Muscat: Oman’s Foreign Affairs Ministry confirmed a plane carrying an Al Houthi delegation and six hostages arrived in Muscat on Sunday afternoon.
Three Americans, two Saudis and one Briton were captured six months ago by Al Houthi militants. Oman managed to secure their release through negotiations. The men will be handed over to their respective embassies.
Oman, the only Gulf Cooperation Council member not taking part in the coalition, has hosted talks between Al Houthis and a US delegation before a previous, failed round of UN-brokered negotiations took place in Geneva in June.
The identities of the hostages were not immediately known.
Officials from the Al Houthi media centre refused explain why they had detained the hostages.
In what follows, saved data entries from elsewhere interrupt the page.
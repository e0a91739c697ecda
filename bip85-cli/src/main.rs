//! bip85 - Derive deterministic child secrets from one master key.
//!
//! Mnemonics, WIF keys, extended keys, hex entropy and Ripple seeds, all
//! reproducible from a single BIP-32 root following BIP-85.

mod commands;

use commands::Cli;
use tracing_subscriber::EnvFilter;

fn main() {
    tracing_subscriber::fmt()
        .with_env_filter(
            EnvFilter::try_from_default_env().unwrap_or_else(|_| EnvFilter::new("warn")),
        )
        .with_target(false)
        .with_writer(std::io::stderr)
        .init();

    let cli = Cli::parse_args();

    if let Err(e) = cli.execute() {
        tracing::debug!(error = ?e, "command failed");
        eprintln!("Error: {e}");
        std::process::exit(1);
    }
}
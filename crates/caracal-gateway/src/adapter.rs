//! External-API adapter template (§4.4).
//!
//! Each concrete adapter fixes `action = "api_call"` and
//! `resource = "api:<vendor>:<model>"` and forwards to the target vendor SDK
//! on allow. The pack carries no vendor SDK crate, so the forwarding call is
//! a generic closure rather than a wired client; a concrete adapter plugs
//! its SDK call in as `f`.

use uuid::Uuid;

use caracal_core::{AuthorityEvaluator, ValidationRequest};

use crate::wrapper::AuthorityDenied;

/// Authorizes `api:<vendor>:<model>` for `mandate_id` and, on allow, runs
/// `f`. On denial, returns [`AuthorityDenied`] without running `f`.
pub fn call_vendor_api<T>(
    evaluator: &AuthorityEvaluator,
    mandate_id: Option<Uuid>,
    vendor: &str,
    model: &str,
    f: impl FnOnce() -> T,
) -> Result<T, AuthorityDenied> {
    let resource = format!("api:{vendor}:{model}");
    let decision = evaluator.validate(ValidationRequest {
        mandate_id,
        requested_action: "api_call",
        requested_resource: &resource,
        correlation_id: None,
    });

    if !decision.allowed {
        tracing::warn!(reason = %decision.reason, vendor, model, "external api call denied authority");
        return Err(AuthorityDenied { decision });
    }

    tracing::debug!(mandate_id = ?decision.mandate_id, vendor, model, "external api call authorized");
    Ok(f())
}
But at least one of them is a journalist, whom they said “entered the country illegally” and “worked without notifying the authorities.”
Meanwhile, Al Houthi spokesman Mohammad Abdul Salam held a press conference at the airport and refused to confirm the hostages’ release.
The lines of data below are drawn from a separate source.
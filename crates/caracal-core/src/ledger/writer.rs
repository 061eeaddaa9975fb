//! Ledger writer: the only path by which rows are added to `ledger_events`.
//! Every write is a single `INSERT`; the ledger never updates or deletes a
//! row once written.

use chrono::{DateTime, Utc};
use rusqlite::params;
use uuid::Uuid;

use crate::error::LedgerError;
use crate::model::{LedgerDecision, LedgerEvent, LedgerEventType};
use crate::store::Store;

/// Writes events onto the ledger, assigning each a monotonically increasing
/// `event_id` (SQLite's `AUTOINCREMENT` rowid).
#[derive(Clone)]
pub struct LedgerWriter {
    store: Store,
}

impl LedgerWriter {
    pub fn new(store: Store) -> Self {
        Self { store }
    }

    pub fn record_issuance(
        &self,
        principal_id: Uuid,
        mandate_id: Uuid,
        correlation_id: Option<String>,
        metadata: serde_json::Value,
    ) -> Result<LedgerEvent, LedgerError> {
        self.insert(
            LedgerEventType::Issued,
            principal_id,
            Some(mandate_id),
            None,
            None,
            None,
            None,
            correlation_id,
            metadata,
        )
    }

    /// Records a revocation. `reason` lands in the `denial_reason` slot
    /// (§4.3): the ledger has no separate column for revocation reasons, so
    /// it reuses the one already shaped for "why wasn't this allowed".
    pub fn record_revocation(
        &self,
        principal_id: Uuid,
        mandate_id: Uuid,
        reason: &str,
        correlation_id: Option<String>,
        metadata: serde_json::Value,
    ) -> Result<LedgerEvent, LedgerError> {
        self.insert(
            LedgerEventType::Revoked,
            principal_id,
            Some(mandate_id),
            None,
            Some(reason.to_string()),
            None,
            None,
            correlation_id,
            metadata,
        )
    }

    /// Records the outcome of a single `validate()` call. `decision` and, for
    /// denials, a non-empty `denial_reason` are required — this is the one
    /// shape constraint the writer enforces before touching the database.
    #[allow(clippy::too_many_arguments)]
    pub fn record_evaluation(
        &self,
        principal_id: Uuid,
        mandate_id: Option<Uuid>,
        decision: LedgerDecision,
        denial_reason: Option<String>,
        requested_action: &str,
        requested_resource: &str,
        correlation_id: Option<String>,
        metadata: serde_json::Value,
    ) -> Result<LedgerEvent, LedgerError> {
        if matches!(decision, LedgerDecision::Denied) && denial_reason.as_deref().unwrap_or("").is_empty() {
            return Err(LedgerError::MissingDenialReason);
        }
        let event_type = match decision {
            LedgerDecision::Allowed => LedgerEventType::Validated,
            LedgerDecision::Denied => LedgerEventType::Denied,
        };
        self.insert(
            event_type,
            principal_id,
            mandate_id,
            Some(decision),
            denial_reason,
            Some(requested_action.to_string()),
            Some(requested_resource.to_string()),
            correlation_id,
            metadata,
        )
    }

    #[allow(clippy::too_many_arguments)]
    fn insert(
        &self,
        event_type: LedgerEventType,
        principal_id: Uuid,
        mandate_id: Option<Uuid>,
        decision: Option<LedgerDecision>,
        denial_reason: Option<String>,
        requested_action: Option<String>,
        requested_resource: Option<String>,
        correlation_id: Option<String>,
        metadata: serde_json::Value,
    ) -> Result<LedgerEvent, LedgerError> {
        let timestamp = Utc::now();
        let conn = self.store.conn.lock().unwrap();
        conn.execute(
            "INSERT INTO ledger_events (
                event_type, timestamp, principal_id, mandate_id, decision,
                denial_reason, requested_action, requested_resource,
                correlation_id, metadata
            ) VALUES (?1,?2,?3,?4,?5,?6,?7,?8,?9,?10)",
            params![
                event_type_str(event_type),
                timestamp.to_rfc3339(),
                principal_id.to_string(),
                mandate_id.map(|id| id.to_string()),
                decision.map(decision_str),
                denial_reason,
                requested_action,
                requested_resource,
                correlation_id,
                metadata.to_string(),
            ],
        )
        .map_err(|e| LedgerError::Store(e.into()))?;

        let event_id = conn.last_insert_rowid() as u64;
        Ok(LedgerEvent {
            event_id,
            event_type,
            timestamp,
            principal_id,
            mandate_id,
            decision,
            denial_reason,
            requested_action,
            requested_resource,
            correlation_id,
            metadata,
        })
    }
}

pub(crate) fn event_type_str(t: LedgerEventType) -> &'static str {
    match t {
        LedgerEventType::Issued => "issued",
        LedgerEventType::Validated => "validated",
        LedgerEventType::Denied => "denied",
        LedgerEventType::Revoked => "revoked",
    }
}

pub(crate) fn decision_str(d: LedgerDecision) -> &'static str {
    match d {
        LedgerDecision::Allowed => "allowed",
        LedgerDecision::Denied => "denied",
    }
}

#[cfg(test)]
mod tests {
    use super::*;

    #[test]
    fn issuance_assigns_monotonic_ids() {
        let store = Store::memory().unwrap();
        let writer = LedgerWriter::new(store);
        let principal = Uuid::new_v4();
        let e1 = writer
            .record_issuance(principal, Uuid::new_v4(), None, serde_json::json!({}))
            .unwrap();
        let e2 = writer
            .record_issuance(principal, Uuid::new_v4(), None, serde_json::json!({}))
            .unwrap();
        assert!(e2.event_id > e1.event_id);
    }

    #[test]
    fn denial_without_reason_is_rejected() {
        let store = Store::memory().unwrap();
        let writer = LedgerWriter::new(store);
        let result = writer.record_evaluation(
            Uuid::new_v4(),
            None,
            LedgerDecision::Denied,
            None,
            "api_call",
            "api:openai:gpt-4",
            None,
            serde_json::json!({}),
        );
        assert!(matches!(result, Err(LedgerError::MissingDenialReason)));
    }
}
“If we were to release anyone, it would be in exchange for the release of Al Houthis,” he said, without specifying which authorities he was addressing.
The conflicting information could not immediately be reconciled.
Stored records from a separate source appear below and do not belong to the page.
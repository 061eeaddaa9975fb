//! Mandate Manager: issuance, delegation, and revocation (§4.1).
//!
//! Every write here goes through the same sequence: validate, persist, sign
//! is folded into persistence (the signature is part of what gets written),
//! record on the ledger. A ledger write failure after a successful store
//! write is not swallowed — §4.1's contract is that issuance/delegation/
//! revocation are only as durable as their ledger record, so a ledger
//! failure here surfaces as an error even though the row already landed in
//! `mandates`. Callers that need strict atomicity should wrap both in a
//! transaction at the `Store` level; this type does not currently do that
//! (see DESIGN.md).

use chrono::{DateTime, Duration, Utc};
use uuid::Uuid;

use crate::cache::MandateCache;
use crate::error::MandateManagerError;
use crate::ledger::LedgerWriter;
use crate::model::ExecutionMandate;
use crate::scope;
use crate::store::Store;

const DEFAULT_MAX_DELEGATION_DEPTH: u32 = 5;

/// Parameters for issuing a root mandate (no parent).
pub struct IssueParams {
    pub issuer_id: Uuid,
    pub subject_id: Uuid,
    pub resource_scope: Vec<String>,
    pub action_scope: Vec<String>,
    pub validity_seconds: i64,
    pub intent_hash: Option<String>,
    pub correlation_id: Option<String>,
}

/// Parameters for delegating a child mandate from an existing one.
pub struct DelegateParams {
    pub parent_mandate_id: Uuid,
    pub subject_id: Uuid,
    pub resource_scope: Vec<String>,
    pub action_scope: Vec<String>,
    pub validity_seconds: i64,
    pub intent_hash: Option<String>,
    pub correlation_id: Option<String>,
}

pub struct MandateManager {
    store: Store,
    ledger: LedgerWriter,
    max_delegation_depth: u32,
    /// Shared with the evaluator's read-through cache, if one is in use, so
    /// a revocation here is immediately visible to `validate()` instead of
    /// waiting out the cache's TTL (§4.2).
    cache: Option<MandateCache>,
}

impl MandateManager {
    pub fn new(store: Store) -> Self {
        let ledger = LedgerWriter::new(store.clone());
        Self {
            store,
            ledger,
            max_delegation_depth: DEFAULT_MAX_DELEGATION_DEPTH,
            cache: None,
        }
    }

    pub fn with_max_delegation_depth(mut self, max_depth: u32) -> Self {
        self.max_delegation_depth = max_depth;
        self
    }

    /// Attaches the same [`MandateCache`] the evaluator reads from, so
    /// `revoke()` can invalidate entries as it writes them.
    #[must_use]
    pub fn with_cache(mut self, cache: MandateCache) -> Self {
        self.cache = Some(cache);
        self
    }

    /// Issues a new root mandate (`parent_mandate_id = None`, `delegation_depth = 0`).
    pub fn issue(&self, params: IssueParams) -> Result<ExecutionMandate, MandateManagerError> {
        if params.validity_seconds <= 0 {
            return Err(MandateManagerError::InvalidValiditySeconds(params.validity_seconds));
        }
        if !scope::is_valid_scope(&params.resource_scope) || !scope::is_valid_scope(&params.action_scope) {
            return Err(MandateManagerError::InvalidScopeSyntax);
        }

        let issuer = self
            .store
            .get_principal(params.issuer_id)
            .map_err(MandateManagerError::from)?
            .ok_or(MandateManagerError::UnknownPrincipal(params.issuer_id))?;
        if !issuer.can_sign() {
            return Err(MandateManagerError::PrincipalCannotSign(params.issuer_id));
        }
        self.store
            .get_principal(params.subject_id)
            .map_err(MandateManagerError::from)?
            .ok_or(MandateManagerError::UnknownPrincipal(params.subject_id))?;

        let now = Utc::now();
        let mut mandate = ExecutionMandate {
            mandate_id: Uuid::new_v4(),
            issuer_id: params.issuer_id,
            subject_id: params.subject_id,
            valid_from: now,
            valid_until: now + Duration::seconds(params.validity_seconds),
            resource_scope: params.resource_scope,
            action_scope: params.action_scope,
            delegation_depth: 0,
            parent_mandate_id: None,
            intent_hash: params.intent_hash,
            signature: String::new(),
            revoked: false,
            revoked_at: None,
            revocation_reason: None,
            revoked_by: None,
            created_at: now,
        };
        mandate.signature = crate::crypto::sign_value(
            &mandate.signed_payload(),
            issuer.private_key_pem.as_deref().expect("checked by can_sign"),
        )
        .map_err(|e| MandateManagerError::Store(crate::store::StoreError::Database(e.to_string())))?;

        self.store.insert_mandate(&mandate).map_err(MandateManagerError::from)?;
        self.ledger
            .record_issuance(
                params.issuer_id,
                mandate.mandate_id,
                params.correlation_id,
                serde_json::json!({"subject_id": params.subject_id, "root": true}),
            )
            .map_err(|e| {
                tracing::error!(mandate_id = %mandate.mandate_id, error = %e, "ledger write failed after issuance");
                MandateManagerError::LedgerWriteFailure(e.to_string())
            })?;

        tracing::debug!(mandate_id = %mandate.mandate_id, issuer_id = %params.issuer_id, "mandate issued");
        Ok(mandate)
    }

    /// Derives a narrower child mandate from `parent_mandate_id`. The
    /// child's scope must be a subset of the parent's (§4.1 subset rule),
    /// its validity window must nest within the parent's, and its
    /// `delegation_depth` must stay within the configured maximum.
    pub fn delegate(&self, params: DelegateParams) -> Result<ExecutionMandate, MandateManagerError> {
        if params.validity_seconds <= 0 {
            return Err(MandateManagerError::InvalidValiditySeconds(params.validity_seconds));
        }
        if !scope::is_valid_scope(&params.resource_scope) || !scope::is_valid_scope(&params.action_scope) {
            return Err(MandateManagerError::InvalidScopeSyntax);
        }

        let parent = self
            .store
            .get_mandate(params.parent_mandate_id)
            .map_err(MandateManagerError::from)?
            .ok_or(MandateManagerError::UnknownParentMandate(params.parent_mandate_id))?;
        if parent.revoked {
            return Err(MandateManagerError::ParentRevoked(params.parent_mandate_id));
        }
        let now = Utc::now();
        if !parent.is_time_valid(now) {
            return Err(MandateManagerError::ParentExpired(params.parent_mandate_id));
        }

        let child_depth = parent.delegation_depth + 1;
        if child_depth > self.max_delegation_depth {
            return Err(MandateManagerError::DelegationDepthExceeded {
                depth: child_depth,
                max: self.max_delegation_depth,
            });
        }

        if !scope::is_narrowing(&params.resource_scope, &parent.resource_scope)
            || !scope::is_narrowing(&params.action_scope, &parent.action_scope)
        {
            return Err(MandateManagerError::ScopeNotSubset);
        }

        let valid_until = now + Duration::seconds(params.validity_seconds);
        if valid_until > parent.valid_until {
            return Err(MandateManagerError::ValidityOutsideParent);
        }

        // The delegating principal is the parent's subject: it holds the
        // parent grant and must itself be able to sign to pass it on.
        let delegator = self
            .store
            .get_principal(parent.subject_id)
            .map_err(MandateManagerError::from)?
            .ok_or(MandateManagerError::UnknownPrincipal(parent.subject_id))?;
        if !delegator.can_sign() {
            return Err(MandateManagerError::PrincipalCannotSign(parent.subject_id));
        }
        self.store
            .get_principal(params.subject_id)
            .map_err(MandateManagerError::from)?
            .ok_or(MandateManagerError::UnknownPrincipal(params.subject_id))?;

        let mut mandate = ExecutionMandate {
            mandate_id: Uuid::new_v4(),
            issuer_id: parent.subject_id,
            subject_id: params.subject_id,
            valid_from: now,
            valid_until,
            resource_scope: params.resource_scope,
            action_scope: params.action_scope,
            delegation_depth: child_depth,
            parent_mandate_id: Some(parent.mandate_id),
            intent_hash: params.intent_hash,
            signature: String::new(),
            revoked: false,
            revoked_at: None,
            revocation_reason: None,
            revoked_by: None,
            created_at: now,
        };
        mandate.signature = crate::crypto::sign_value(
            &mandate.signed_payload(),
            delegator.private_key_pem.as_deref().expect("checked by can_sign"),
        )
        .map_err(|e| MandateManagerError::Store(crate::store::StoreError::Database(e.to_string())))?;

        self.store.insert_mandate(&mandate).map_err(MandateManagerError::from)?;
        self.ledger
            .record_issuance(
                parent.subject_id,
                mandate.mandate_id,
                params.correlation_id,
                serde_json::json!({"subject_id": params.subject_id, "parent_mandate_id": parent.mandate_id}),
            )
            .map_err(|e| {
                tracing::error!(mandate_id = %mandate.mandate_id, error = %e, "ledger write failed after delegation");
                MandateManagerError::LedgerWriteFailure(e.to_string())
            })?;

        tracing::debug!(mandate_id = %mandate.mandate_id, parent_mandate_id = %parent.mandate_id, "mandate delegated");
        Ok(mandate)
    }

    /// Revokes `mandate_id`. If `cascade` is set, every descendant reachable
    /// via `parent_mandate_id` is revoked too, each with `reason` prefixed
    /// by `cascaded from <mandate_id>` (§4.1). Idempotent: revoking an
    /// already-revoked mandate leaves its stored state unchanged but still
    /// emits a `revoked` ledger event noting the duplicate, so the audit
    /// trail reflects every revoke *call*, not just every state transition.
    pub fn revoke(
        &self,
        mandate_id: Uuid,
        revoked_by: Uuid,
        reason: &str,
        cascade: bool,
    ) -> Result<Vec<ExecutionMandate>, MandateManagerError> {
        let mandate = self
            .store
            .get_mandate(mandate_id)
            .map_err(MandateManagerError::from)?
            .ok_or(MandateManagerError::UnknownParentMandate(mandate_id))?;

        let now = Utc::now();
        let mut revoked = Vec::new();
        self.revoke_one(&mandate, revoked_by, reason, now, &mut revoked)?;
        if cascade {
            self.cascade_children(&mandate, revoked_by, mandate_id, reason, now, &mut revoked)?;
        }
        Ok(revoked)
    }

    /// Revokes descendants of `mandate`, prefixing `reason` with `cascaded
    /// from <root_id>` per §4.1. `root_id` is the mandate the caller
    /// originally targeted, not each child's immediate parent, so every
    /// cascaded event names the revocation that triggered it.
    fn cascade_children(
        &self,
        mandate: &ExecutionMandate,
        revoked_by: Uuid,
        root_id: Uuid,
        reason: &str,
        now: DateTime<Utc>,
        acc: &mut Vec<ExecutionMandate>,
    ) -> Result<(), MandateManagerError> {
        let cascaded_reason = format!("cascaded from {root_id}: {reason}");
        let children = self.store.get_children(mandate.mandate_id).map_err(MandateManagerError::from)?;
        for child in children {
            self.revoke_one(&child, revoked_by, &cascaded_reason, now, acc)?;
            self.cascade_children(&child, revoked_by, root_id, reason, now, acc)?;
        }
        Ok(())
    }

    /// Revokes a single mandate (no recursion into children). If it is
    /// already revoked this is a no-op against the store, but a `revoked`
    /// ledger event is still appended, noting the duplicate call.
    fn revoke_one(
        &self,
        mandate: &ExecutionMandate,
        revoked_by: Uuid,
        reason: &str,
        now: DateTime<Utc>,
        acc: &mut Vec<ExecutionMandate>,
    ) -> Result<(), MandateManagerError> {
        let mut updated = mandate.clone();
        if mandate.revoked {
            self.ledger
                .record_revocation(
                    revoked_by,
                    mandate.mandate_id,
                    reason,
                    None,
                    serde_json::json!({"duplicate": true}),
                )
                .map_err(|e| {
                    tracing::error!(mandate_id = %mandate.mandate_id, error = %e, "ledger write failed recording duplicate revocation");
                    MandateManagerError::LedgerWriteFailure(e.to_string())
                })?;
            tracing::debug!(mandate_id = %mandate.mandate_id, "revoke no-op: already revoked");
        } else {
            self.store
                .mark_revoked(mandate.mandate_id, now, revoked_by, reason)
                .map_err(MandateManagerError::from)?;
            self.ledger
                .record_revocation(revoked_by, mandate.mandate_id, reason, None, serde_json::json!({"duplicate": false}))
                .map_err(|e| {
                    tracing::error!(mandate_id = %mandate.mandate_id, error = %e, "ledger write failed after revocation");
                    MandateManagerError::LedgerWriteFailure(e.to_string())
                })?;
            updated.revoked = true;
            updated.revoked_at = Some(now);
            updated.revocation_reason = Some(reason.to_string());
            updated.revoked_by = Some(revoked_by);
            tracing::warn!(mandate_id = %mandate.mandate_id, revoked_by = %revoked_by, reason, "mandate revoked");
        }
        if let Some(cache) = &self.cache {
            cache.invalidate(mandate.mandate_id);
        }
        acc.push(updated);
        Ok(())
    }
}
Meanwhile in the western province of Ibb, the Saudi-led coalition’s airstrikes against an Al Houthi stronghold and prison facility killed 11 and wounded more than 50 militants, security officials and witnesses said.
Sunday’s air strikes hit a security directorate where the militants held more than 300 prisoners underground, said the officials, who remain neutral in the conflict that has splintered the country’s security forces.